Examples of how thoughts and emotions create unique and indelible residues, Kuan Yin’s metamorphisms spontaneously billow forth: evolutions emanating from the original thought or emotional imprint. Whereas love and compassion beget liberation: stagnant, limiting energy creates closed systems preventing us from being free. Those emanating love and compassion help to assuage suffering while those individuals intent upon the control and limitation of others are themselves imprisoned by that same circle of doom. Yet, within the cycles of nature there are times of forgiveness and renewal. The Divine One’s shape shifting reminds us of our own divinity, our potential for limitless love and forgiveness.

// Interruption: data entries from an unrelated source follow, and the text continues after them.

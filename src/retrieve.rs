//! Relevance selection over nearest-neighbor pools.
//!
//! The store returns a pool of `pool_size` nearest passages; [`select_hits`]
//! narrows it to the hits worth citing: strictly below the distance
//! threshold, one (best) passage per source document up to `max_docs`, and
//! backfilled with further below-threshold passages when too few distinct
//! documents survive. An empty result means "no relevant information" and
//! callers must treat it as such.

use std::collections::HashSet;

use anyhow::Result;

use crate::config::{Config, RetrievalConfig};
use crate::embedding;
use crate::models::RetrievalHit;
use crate::store::IndexStore;

/// Query the store and select the hits to present to the generator.
pub async fn retrieve(
    store: &IndexStore,
    query_vector: &[f32],
    config: &RetrievalConfig,
) -> Result<Vec<RetrievalHit>> {
    let pool = store.query(query_vector, config.pool_size).await?;
    Ok(select_hits(pool, config))
}

/// Narrow a distance-ascending pool to the final hit list.
///
/// Two passes over the below-threshold hits: first collect the best
/// passage of each distinct document until `max_docs` documents are
/// represented; then, only if fewer distinct documents passed, backfill
/// with remaining hits (repeated documents allowed, repeated passages
/// not) up to `top_n`. Deterministic for identical input.
pub fn select_hits(pool: Vec<RetrievalHit>, config: &RetrievalConfig) -> Vec<RetrievalHit> {
    let relevant: Vec<RetrievalHit> = pool
        .into_iter()
        .filter(|hit| hit.distance < config.distance_threshold)
        .collect();

    let mut seen_docs: HashSet<String> = HashSet::new();
    let mut selected: Vec<RetrievalHit> = Vec::new();

    for hit in &relevant {
        if seen_docs.contains(&hit.document_id) {
            continue;
        }
        seen_docs.insert(hit.document_id.clone());
        selected.push(hit.clone());
        if seen_docs.len() >= config.max_docs {
            break;
        }
    }

    if seen_docs.len() < config.max_docs {
        for hit in &relevant {
            if selected.len() >= config.top_n {
                break;
            }
            let already = selected
                .iter()
                .any(|s| s.document_id == hit.document_id && s.chunk_index == hit.chunk_index);
            if !already {
                selected.push(hit.clone());
            }
        }
    }

    selected
}

/// One-shot retrieval from the command line: embed the question, select
/// hits, print them.
pub async fn run_search(config: &Config, store: &IndexStore, question: &str) -> Result<()> {
    let question = question.trim();
    if question.is_empty() {
        println!("No results.");
        return Ok(());
    }

    let query_vector = embedding::embed_query(&config.embedding, question).await?;
    let hits = retrieve(store, &query_vector, &config.retrieval).await?;

    if hits.is_empty() {
        println!("No results.");
        return Ok(());
    }

    for (i, hit) in hits.iter().enumerate() {
        let title = if hit.meta.title.trim().is_empty() {
            "(untitled)"
        } else {
            hit.meta.title.trim()
        };
        let excerpt: String = hit.text.chars().take(240).collect();

        println!("{}. [{:.4}] {}", i + 1, hit.distance, title);
        println!("    author: {}", hit.meta.author);
        println!("    year: {}", hit.meta.publication_year);
        println!("    file: {} (chunk {})", hit.document_id, hit.chunk_index);
        println!("    excerpt: \"{}\"", excerpt.replace('\n', " "));
        println!();
    }

    Ok(())
}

An essential cornerstone of the deity’s canons is that a realistic life allows for the higher self to pluck divinity from one’s everyday life drama. The embodiment of her universal principles, Kuan Yin declares there exists only eternity, knowledge and bliss and that we, as humans, are constantly dealing with seen and unseen forces:

Throughout the manuscript goddess, Kuan Yin, spoke of collective (soul) agreements, spiritual contracts comprised of specific mindsets, creating personal as well as global realities: "You are riding the karmic wave and the wind can shift. Everyone must take what they see and deal with that which is unseen." Kuan Yin wants us to also understand that we have greater control over our reality than we might believe. Placing nurturing and motherly love at the foundation of her teachings, Kuan Yin decrees, “Loving kindness is the most potent energy of all.”

Dedicating this book to “all the people who feel left behind", Kuan Yin wants her readers to know that spirituality is liberating and that even a moment of meditation is potent. Further, she emphasizes that loving others and praying for their well-being is “the most incredible thing a person can do": that what you wish for others returns to you.